Les attitudes occidentales à l’égard d’une lecture biologique du monde – et les normes sociales dictant ce que l’on est autorisé à dire sur de telles choses en public – ont été largement transformées par la Seconde Guerre mondiale.

Alors que l’Allemagne renonçait à placer les théories raciales dans la pratique du génocide, les penseurs critiques occidentaux, en particulier les féministes émergentes, se demandaient si les hiérarchies qui leur étaient imposées provenaient de la nature et de la biologie ou si elles étaient simplement créées par l’homme.

Pendant ce temps, en Union soviétique, les interprétations conservatrices et biologiques de l’histoire et du comportement humain ont été mises en évidence. Cela a été renforcé par le fait que les sciences sociales, qui ont tendance à favoriser la pensée critique, étaient sous-développées et marginalisées.
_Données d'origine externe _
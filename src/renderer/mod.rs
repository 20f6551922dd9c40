//! WebGPU rendering module
//!
//! The engine emits screen-space triangles each frame; the pipeline maps
//! them to NDC on the CPU and uploads one vertex buffer.

pub mod pipeline;
pub mod shapes;
pub mod vertex;

pub use pipeline::RenderState;
pub use vertex::Vertex;
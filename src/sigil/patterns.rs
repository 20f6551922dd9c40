//! Archetype point placement and pixel-grid rasterization

use std::collections::HashMap;
use std::f32::consts::TAU;

use glam::Vec2;

use super::dna::{PatternKind, SigilDna};
use super::rng::SigilRng;
use crate::consts::{GOLDEN_ANGLE, SIGIL_GRID_PITCH};
use crate::{grid_snap, polar_to_cartesian};

/// One rendered sigil pixel in local icon space
#[derive(Debug, Clone, Copy, PartialEq)]
pub struct SigilPoint {
    pub pos: Vec2,
    pub size: f32,
    pub alpha: f32,
}

/// Place raw (unsnapped) points for the given DNA.
pub fn place_points(dna: &SigilDna, rng: &mut SigilRng) -> Vec<SigilPoint> {
    let mut points = Vec::with_capacity(dna.base_count * 2);
    match dna.kind {
        PatternKind::Constellation => constellation(dna, rng, &mut points),
        PatternKind::Cross => cross(dna, rng, &mut points),
        PatternKind::Scatter => scatter(dna, rng, &mut points),
        PatternKind::Grid => grid(dna, rng, &mut points),
        PatternKind::Spiral => spiral(dna, rng, &mut points),
    }
    apply_glitch(dna, rng, &mut points);
    points
}

/// Snap points to the pixel grid, deduplicating cells and keeping the higher
/// alpha. Output order is sorted by cell so repeated calls are byte-identical.
pub fn snap_to_grid(points: &[SigilPoint]) -> Vec<SigilPoint> {
    let pitch = SIGIL_GRID_PITCH;
    let mut cells: HashMap<(i32, i32), SigilPoint> = HashMap::with_capacity(points.len());
    for p in points {
        let x = grid_snap(p.pos.x, pitch);
        let y = grid_snap(p.pos.y, pitch);
        let key = ((x / pitch) as i32, (y / pitch) as i32);
        let snapped = SigilPoint {
            pos: Vec2::new(x, y),
            size: p.size,
            alpha: p.alpha,
        };
        cells
            .entry(key)
            .and_modify(|existing| {
                if snapped.alpha > existing.alpha {
                    *existing = snapped;
                }
            })
            .or_insert(snapped);
    }
    let mut out: Vec<(i32, i32, SigilPoint)> =
        cells.into_iter().map(|((cx, cy), p)| (cy, cx, p)).collect();
    out.sort_by_key(|&(cy, cx, _)| (cy, cx));
    out.into_iter().map(|(_, _, p)| p).collect()
}

fn push(points: &mut Vec<SigilPoint>, pos: Vec2, size: f32, alpha: f32) {
    points.push(SigilPoint {
        pos,
        size,
        alpha: alpha.clamp(0.0, 1.0),
    });
}

/// Core + golden-angle inner ring + outward arms with decaying size/alpha
/// + scattered satellites.
fn constellation(dna: &SigilDna, rng: &mut SigilRng, points: &mut Vec<SigilPoint>) {
    if dna.core {
        push(points, Vec2::ZERO, 3.0, 1.0);
    }

    let ring_count = 6;
    let ring_radius = dna.spread * 0.3;
    for i in 0..ring_count {
        let theta = dna.rotation + i as f32 * GOLDEN_ANGLE;
        push(points, polar_to_cartesian(ring_radius, theta), 2.0, 0.85);
    }

    let per_arm = (dna.base_count / dna.arms.max(1) as usize).max(2);
    for arm in 0..dna.arms {
        let theta = dna.rotation + arm as f32 * TAU / dna.arms.max(1) as f32 + rng.range(-0.1, 0.1);
        for step in 1..=per_arm {
            let t = step as f32 / per_arm as f32;
            let r = ring_radius + t * (dna.spread - ring_radius);
            let wobble = rng.range(-1.5, 1.5);
            let pos = polar_to_cartesian(r, theta) + Vec2::new(wobble, -wobble);
            push(points, pos, 2.0 - t, 0.9 - t * 0.5);
        }
    }

    let satellites = dna.base_count / 4;
    for _ in 0..satellites {
        let theta = rng.range(0.0, TAU);
        let r = dna.spread * rng.range(0.6, 1.1);
        push(points, polar_to_cartesian(r, theta), 1.0, rng.range(0.3, 0.6));
    }
}

/// Four rotated arms with incidental side-thickening points.
fn cross(dna: &SigilDna, rng: &mut SigilRng, points: &mut Vec<SigilPoint>) {
    if dna.core {
        push(points, Vec2::ZERO, 3.0, 1.0);
    }
    let per_arm = (dna.base_count / 4).max(3);
    for arm in 0..4u32 {
        let theta = dna.rotation + arm as f32 * TAU / 4.0;
        let dir = Vec2::new(theta.cos(), theta.sin());
        let side = Vec2::new(-dir.y, dir.x);
        for step in 1..=per_arm {
            let t = step as f32 / per_arm as f32;
            let pos = dir * (t * dna.spread);
            push(points, pos, 2.2 - t, 1.0 - t * dna.falloff * 0.3);
            // Occasional thickening beside the arm
            if rng.chance(0.35) {
                let off = side * rng.range(1.5, 3.5) * if rng.chance(0.5) { 1.0 } else { -1.0 };
                push(points, pos + off, 1.0, 0.5 - t * 0.3);
            }
        }
    }
}

/// Golden-angle-modulo scatter with a power-law bias toward the center, plus
/// a few random sub-clusters.
fn scatter(dna: &SigilDna, rng: &mut SigilRng, points: &mut Vec<SigilPoint>) {
    if dna.core {
        push(points, Vec2::ZERO, 2.5, 1.0);
    }
    for i in 0..dna.base_count {
        let theta = dna.rotation + i as f32 * GOLDEN_ANGLE;
        let r = rng.unit().powf(dna.falloff) * dna.spread;
        let alpha = 0.9 - (r / dna.spread) * 0.5;
        push(points, polar_to_cartesian(r, theta), rng.range(1.0, 2.2), alpha);
    }

    let sub_clusters = 2 + rng.index(2);
    for _ in 0..sub_clusters {
        let center = polar_to_cartesian(dna.spread * rng.range(0.4, 0.9), rng.range(0.0, TAU));
        let members = 3 + rng.index(3);
        for _ in 0..members {
            let jitter = Vec2::new(rng.range(-3.0, 3.0), rng.range(-3.0, 3.0));
            push(points, center + jitter, 1.2, rng.range(0.4, 0.7));
        }
    }
}

/// Square lattice with random cell omission (simulated data corruption).
fn grid(dna: &SigilDna, rng: &mut SigilRng, points: &mut Vec<SigilPoint>) {
    let side = ((dna.base_count as f32).sqrt().ceil() as i32).max(3);
    let cell = dna.spread * 2.0 / side as f32;
    let origin = -dna.spread + cell / 2.0;
    for row in 0..side {
        for col in 0..side {
            // Random omission
            if rng.chance(0.25) {
                continue;
            }
            let pos = Vec2::new(origin + col as f32 * cell, origin + row as f32 * cell);
            push(points, pos, 1.8, rng.range(0.5, 0.95));
        }
    }
}

/// Arms of points along radius ~ progress^(1/phi): a tightening spiral.
fn spiral(dna: &SigilDna, rng: &mut SigilRng, points: &mut Vec<SigilPoint>) {
    const INV_PHI: f32 = 1.0 / 1.618_034;
    if dna.core {
        push(points, Vec2::ZERO, 2.5, 1.0);
    }
    let per_arm = (dna.base_count / dna.arms.max(1) as usize).max(4);
    let turns = 1.6;
    for arm in 0..dna.arms {
        let base = dna.rotation + arm as f32 * TAU / dna.arms.max(1) as f32;
        for step in 1..=per_arm {
            let t = step as f32 / per_arm as f32;
            let r = dna.spread * t.powf(INV_PHI);
            let theta = base + t * turns * TAU;
            let pos = polar_to_cartesian(r, theta);
            push(points, pos, 2.0 - t * 0.8, 1.0 - t * 0.55 + rng.range(-0.05, 0.05));
        }
    }
}

/// One-time positional glitch: with probability `dna.glitch` a point is
/// shoved sideways by whole grid cells. Grid patterns glitch heavier.
fn apply_glitch(dna: &SigilDna, rng: &mut SigilRng, points: &mut [SigilPoint]) {
    let magnitude = if dna.kind == PatternKind::Grid { 2.0 } else { 1.0 };
    for p in points.iter_mut() {
        if rng.chance(dna.glitch) {
            let cells = rng.range(1.0, 2.0) * magnitude;
            let sign = if rng.chance(0.5) { 1.0 } else { -1.0 };
            p.pos.x += sign * cells * SIGIL_GRID_PITCH;
        }
    }
}

#[cfg(test)]
mod tests {
    use super::*;
    use crate::sigil::dna::domain_dna;

    fn generate(domain: &str, id: Option<&str>) -> Vec<SigilPoint> {
        let mut rng = SigilRng::from_keys(domain, id);
        let dna = match id {
            Some(_) => domain_dna(domain).mutate(&mut rng),
            None => domain_dna(domain),
        };
        snap_to_grid(&place_points(&dna, &mut rng))
    }

    #[test]
    fn test_snap_alignment() {
        let points = generate("aether", Some("denizen-1"));
        assert!(!points.is_empty());
        for p in &points {
            assert_eq!(p.pos.x, grid_snap(p.pos.x, SIGIL_GRID_PITCH));
            assert_eq!(p.pos.y, grid_snap(p.pos.y, SIGIL_GRID_PITCH));
        }
    }

    #[test]
    fn test_snap_dedup_keeps_higher_alpha() {
        let raw = vec![
            SigilPoint { pos: Vec2::new(0.5, 0.5), size: 1.0, alpha: 0.3 },
            SigilPoint { pos: Vec2::new(1.0, 1.0), size: 2.0, alpha: 0.9 },
        ];
        let snapped = snap_to_grid(&raw);
        assert_eq!(snapped.len(), 1);
        assert_eq!(snapped[0].alpha, 0.9);
    }

    #[test]
    fn test_all_archetypes_produce_points() {
        for domain in ["aether", "umbra", "verdant", "forge", "abyss", "???"] {
            let points = generate(domain, None);
            assert!(points.len() >= 4, "{domain} produced too few points");
            for p in &points {
                assert!((0.0..=1.0).contains(&p.alpha));
            }
        }
    }
}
Qu’une grande partie de l’élite russe d’aujourd’hui est née à cette époque explique en grande partie son adhésion à des vues biologiques (souvent carrément autoélevées) et son ouverture à les exprimer. En privé, les élites occidentales pourraient ne pas raisonner différemment, mais elles ont longtemps appris à ne pas exprimer grossièrement de telles pensées.

Il ya quelque chose de gauche dans cette arrogance maladroite des Russes riches; ils pourraient juste ne pas savoir mieux. Il y a cependant peu de choses à pardonner à Kneissl, qui sait exactement ce qu’elle fait et est parfaitement consciente de l’étroitesse de son regard sur l’idéologie nazie.

En tant que tel, ce n’était pas tout à fait clair lors de la fête de mariage de samedi dernier qui dansait avec le diable. Le prochain livre de Kneissl traitera peut-être des explications biologiques de la géopolitique et du caractère russes.